Because many patients receive radiation therapy after mandibular resections, the oral mucosa is usually atrophic and fragile, predisposing it to soft-tissue irritation. Chronic alcohol abuse and poor nutrition may further compromise oral mucous membranes. The diminished output and thick muci-nous nature of saliva after radiation can impair retention and may be inadequate to lubricate the denture-mucosal interface. Deviation of the mandible can create abnormal maxillo-mandibular relationships that may prevent ideal placement of the denture teeth and flanges over their supporting structures.44 In the resected mandible patient, most consequential is the impairment of the motor and sensory control of tongue, lip, and cheek, limiting the ability of the patient to control dentures during function.

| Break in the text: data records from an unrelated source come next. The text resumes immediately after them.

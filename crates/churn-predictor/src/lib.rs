pub mod config;
pub mod error;
pub mod features;
pub mod prediction;
pub mod service;
pub mod telemetry;

pub use service::ChurnService;
//! End-to-end ledger behaviour through `InventoryService` on a memory store.

mod common;

use common::{add_product, add_warehouse, memory_service, widget, OWNER};
use smartstock::LedgerStore;
use smartstock_core::command::{Command, ProductPatch, StockTransfer, WarehousePatch};
use smartstock_core::{
    AuditAction, AuditQuery, EventKind, LedgerError, Money, ProductFilter, ValidationError,
};

// =============================================================================
// Scenarios
// =============================================================================

#[tokio::test]
async fn create_warehouse_then_product() {
    let (service, store) = memory_service().await;
    add_warehouse(&service, "Main").await;

    let receipt = service
        .execute(OWNER, Command::CreateProduct(widget(10).in_warehouse("Main")))
        .await
        .unwrap();

    let product = receipt.product().unwrap();
    assert_eq!(product.quantity, 10);
    assert_eq!(product.warehouse.as_deref(), Some("Main"));

    let adds = service
        .audit(&AuditQuery::default().by_action(AuditAction::AddProduct));
    assert_eq!(adds.len(), 1);
    assert_eq!(adds[0].quantity, 10);
    assert_eq!(adds[0].user, OWNER);

    // Persisted, not only in memory.
    assert_eq!(store.audit_len().await, 2);
    assert_eq!(store.load().await.unwrap().products.len(), 1);
}

#[tokio::test]
async fn large_negative_adjustment_clamps_to_zero() {
    let (service, _) = memory_service().await;
    let product = add_product(&service, widget(10)).await;

    let receipt = service
        .execute(
            OWNER,
            Command::AdjustStock {
                id: product.id.clone(),
                delta: -50,
            },
        )
        .await
        .unwrap();

    assert_eq!(receipt.product().unwrap().quantity, 0);
    assert_eq!(receipt.audit.action, AuditAction::StockAdjust);
    assert_eq!(receipt.audit.quantity, 0);
    assert!(receipt
        .events
        .iter()
        .any(|e| e.kind == EventKind::LowStock && e.product_id.as_deref() == Some(product.id.as_str())));
}

#[tokio::test]
async fn partial_transfer_moves_product_and_sets_quantity() {
    let (service, _) = memory_service().await;
    add_warehouse(&service, "Main").await;
    add_warehouse(&service, "Overflow").await;
    let product = add_product(&service, widget(10).in_warehouse("Main")).await;

    let receipt = service
        .execute(
            OWNER,
            Command::TransferStock(StockTransfer {
                id: product.id.clone(),
                from: "Main".into(),
                to: "Overflow".into(),
                quantity: 4,
            }),
        )
        .await
        .unwrap();

    let moved = receipt.product().unwrap();
    assert_eq!(moved.warehouse.as_deref(), Some("Overflow"));
    assert_eq!(moved.quantity, 4);
    assert_eq!(receipt.audit.product_name, "Widget from Main to Overflow");
    assert_eq!(receipt.audit.quantity, 4);
    assert_eq!(service.warehouse_stats("Main").product_count, 0);
    assert_eq!(service.warehouse_stats("Overflow").total_quantity, 4);
}

#[tokio::test]
async fn deleting_occupied_warehouse_conflicts() {
    let (service, _) = memory_service().await;
    let main = add_warehouse(&service, "Main").await;
    add_product(&service, widget(10).in_warehouse("Main")).await;

    let err = service
        .execute(OWNER, Command::DeleteWarehouse { id: main.id.clone() })
        .await
        .unwrap_err();

    assert!(matches!(err, LedgerError::Conflict(_)));
    assert!(service.catalog().warehouse(&main.id).is_some());
    assert!(service
        .audit(&AuditQuery::default().by_action(AuditAction::DeleteWarehouse))
        .is_empty());
}

#[tokio::test]
async fn equal_prices_rejected_on_create() {
    let (service, store) = memory_service().await;

    let err = service
        .execute(
            OWNER,
            Command::CreateProduct(smartstock_core::command::NewProduct::new(
                "Widget",
                "Tools",
                1,
                Money::from_cents(500),
                Money::from_cents(500),
            )),
        )
        .await
        .unwrap_err();

    assert!(matches!(
        err,
        LedgerError::Validation(ValidationError::PriceNotAboveCost { .. })
    ));
    assert_eq!(store.audit_len().await, 0);
}

// =============================================================================
// Properties
// =============================================================================

#[tokio::test]
async fn quantity_never_goes_negative() {
    let (service, _) = memory_service().await;
    let product = add_product(&service, widget(7)).await;

    let mut expected = 7i64;
    for delta in [-3, 12, -100, 1, -1, -1, 40, -39] {
        let receipt = service
            .execute(
                OWNER,
                Command::AdjustStock {
                    id: product.id.clone(),
                    delta,
                },
            )
            .await
            .unwrap();
        expected = (expected + delta).max(0);
        assert_eq!(receipt.product().unwrap().quantity, expected);
        assert!(expected >= 0);
    }
}

#[tokio::test]
async fn rejected_transfer_changes_nothing() {
    let (service, _) = memory_service().await;
    add_warehouse(&service, "Main").await;
    add_warehouse(&service, "Overflow").await;
    let product = add_product(&service, widget(3).in_warehouse("Main")).await;
    let audit_before = service.audit(&AuditQuery::default()).len();

    let attempts = [
        // More than on hand.
        StockTransfer {
            id: product.id.clone(),
            from: "Main".into(),
            to: "Overflow".into(),
            quantity: 4,
        },
        // Wrong source.
        StockTransfer {
            id: product.id.clone(),
            from: "Overflow".into(),
            to: "Main".into(),
            quantity: 1,
        },
        // Unknown destination.
        StockTransfer {
            id: product.id.clone(),
            from: "Main".into(),
            to: "Attic".into(),
            quantity: 1,
        },
    ];

    for transfer in attempts {
        assert!(service
            .execute(OWNER, Command::TransferStock(transfer))
            .await
            .is_err());
    }

    let unchanged = service.product(&product.id).unwrap();
    assert_eq!(unchanged.quantity, 3);
    assert_eq!(unchanged.warehouse.as_deref(), Some("Main"));
    assert_eq!(service.audit(&AuditQuery::default()).len(), audit_before);
}

#[tokio::test]
async fn warehouse_deletable_once_empty() {
    let (service, _) = memory_service().await;
    let main = add_warehouse(&service, "Main").await;
    add_warehouse(&service, "Overflow").await;
    let product = add_product(&service, widget(2).in_warehouse("Main")).await;

    service
        .execute(
            OWNER,
            Command::AssignWarehouse {
                id: product.id.clone(),
                warehouse: "Overflow".into(),
            },
        )
        .await
        .unwrap();

    let receipt = service
        .execute(OWNER, Command::DeleteWarehouse { id: main.id.clone() })
        .await
        .unwrap();
    assert_eq!(receipt.audit.action, AuditAction::DeleteWarehouse);
    assert!(service.catalog().warehouse_by_name("Main").is_none());
}

#[tokio::test]
async fn every_command_appends_exactly_one_matching_entry() {
    let (service, _) = memory_service().await;
    let main = add_warehouse(&service, "Main").await;
    add_warehouse(&service, "Overflow").await;
    let product = add_product(&service, widget(10).in_warehouse("Main")).await;

    let commands = vec![
        (
            Command::UpdateProduct {
                id: product.id.clone(),
                patch: ProductPatch {
                    category: Some("Hardware".into()),
                    ..Default::default()
                },
            },
            AuditAction::UpdateProduct,
            Some(10),
        ),
        (
            Command::AdjustStock {
                id: product.id.clone(),
                delta: 5,
            },
            AuditAction::StockAdjust,
            Some(15),
        ),
        (
            Command::TransferStock(StockTransfer {
                id: product.id.clone(),
                from: "Main".into(),
                to: "Overflow".into(),
                quantity: 15,
            }),
            AuditAction::TransferStock,
            Some(15),
        ),
        (
            Command::AssignWarehouse {
                id: product.id.clone(),
                warehouse: "Main".into(),
            },
            AuditAction::AssignWarehouse,
            Some(15),
        ),
        (
            Command::UpdateWarehouse {
                id: main.id.clone(),
                patch: WarehousePatch {
                    location: Some("Brooklyn".into()),
                    ..Default::default()
                },
            },
            AuditAction::UpdateWarehouse,
            Some(0),
        ),
        (
            Command::DeleteProduct {
                id: product.id.clone(),
            },
            AuditAction::DeleteProduct,
            Some(15),
        ),
        (
            Command::DeleteWarehouse {
                id: main.id.clone(),
            },
            AuditAction::DeleteWarehouse,
            Some(0),
        ),
    ];

    for (command, action, quantity) in commands {
        let before = service.audit(&AuditQuery::default()).len();
        let receipt = service.execute(OWNER, command).await.unwrap();
        let after = service.audit(&AuditQuery::default());

        assert_eq!(after.len(), before + 1, "{action}");
        assert_eq!(after[0], receipt.audit);
        assert_eq!(receipt.audit.action, action);
        if let Some(q) = quantity {
            assert_eq!(receipt.audit.quantity, q, "{action}");
        }
    }
}

#[tokio::test]
async fn creation_price_rule_holds_for_every_pair() {
    let (service, _) = memory_service().await;
    let prices = [1, 2, 499, 500, 501, 10_000];

    for purchase in prices {
        for selling in prices {
            let result = service
                .execute(
                    OWNER,
                    Command::CreateProduct(smartstock_core::command::NewProduct::new(
                        format!("Item {purchase}/{selling}"),
                        "Tools",
                        1,
                        Money::from_cents(purchase),
                        Money::from_cents(selling),
                    )),
                )
                .await;

            if selling > purchase {
                assert!(result.is_ok(), "{purchase} -> {selling}");
            } else {
                assert!(
                    matches!(result, Err(LedgerError::Validation(_))),
                    "{purchase} -> {selling}"
                );
            }
        }
    }
}

// =============================================================================
// Queries
// =============================================================================

#[tokio::test]
async fn filter_and_summary() {
    let (service, _) = memory_service().await;
    add_warehouse(&service, "Main").await;
    add_product(&service, widget(10).in_warehouse("Main")).await;
    add_product(
        &service,
        smartstock_core::command::NewProduct::new(
            "Gasket",
            "Parts",
            2,
            Money::from_cents(100),
            Money::from_cents(150),
        ),
    )
    .await;

    let in_main = service.products(&ProductFilter {
        warehouse: Some("Main".into()),
        ..Default::default()
    });
    assert_eq!(in_main.len(), 1);
    assert_eq!(in_main[0].name, "Widget");

    let searched = service.products(&ProductFilter {
        search: Some("GASK".into()),
        ..Default::default()
    });
    assert_eq!(searched.len(), 1);

    let summary = service.summary();
    assert_eq!(summary.total_products, 2);
    assert_eq!(summary.low_stock, 1);
    assert_eq!(summary.warehouses_in_use, 1);

    assert_eq!(service.categories(), vec!["Parts".to_string(), "Tools".to_string()]);
    assert_eq!(
        service.warehouse_stats("Main").stock_value,
        Money::from_cents(5_000)
    );
}

#[tokio::test]
async fn audit_queries_filter_by_user() {
    let (service, _) = memory_service().await;
    add_warehouse(&service, "Main").await;
    service
        .execute(
            "bob",
            Command::CreateWarehouse(smartstock_core::command::NewWarehouse::new(
                "Overflow", "NJ",
            )),
        )
        .await
        .unwrap();

    let bob = service.audit(&AuditQuery::default().by_user("bob"));
    assert_eq!(bob.len(), 1);
    assert_eq!(bob[0].product_name, "Overflow");

    let latest = service.audit(&AuditQuery::recent(1));
    assert_eq!(latest[0].user, "bob");
}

The integrated neuromuscular balance between tongue, lips, and cheeks contributes to limited success of edentulous resection appliances. Microvascular free-flap mandibular reconstruction via a fibula has a success rate of 95 percent.43 By use of free-flap mandibular reconstruction followed by osseointegrated implants on selected patients, occlusal function can be restored.
Thus, as one readily can appreciate, osseointe-grated implant-supportive resection appliances can overcome many of the aforementioned difficulties, particularly those associated with compromised retention, stability, or support. Osseoimplants in the resected reconstructed irradiated mandible in selected patients, both with and without hyperbaric oxygen, have proven to be successful45 (Figure 20-12; see also Figures 19-6, D and E).
Osseointegrated implants are strategically placed in the fibula approximately 1 year after completion of all cancer therapy (Stage I). Using placement and surgical techniques described by Branemark and colleagues, 4 to 6 months for osseointegration is suggested prior to abutment placement (Stage II).
Bicortical integration is required, utilizing at least 10 mm implants into the fibula. A variety of occlusal schemes can be utilized with attention focused on providing maximum tongue movement for efficiency of mastication.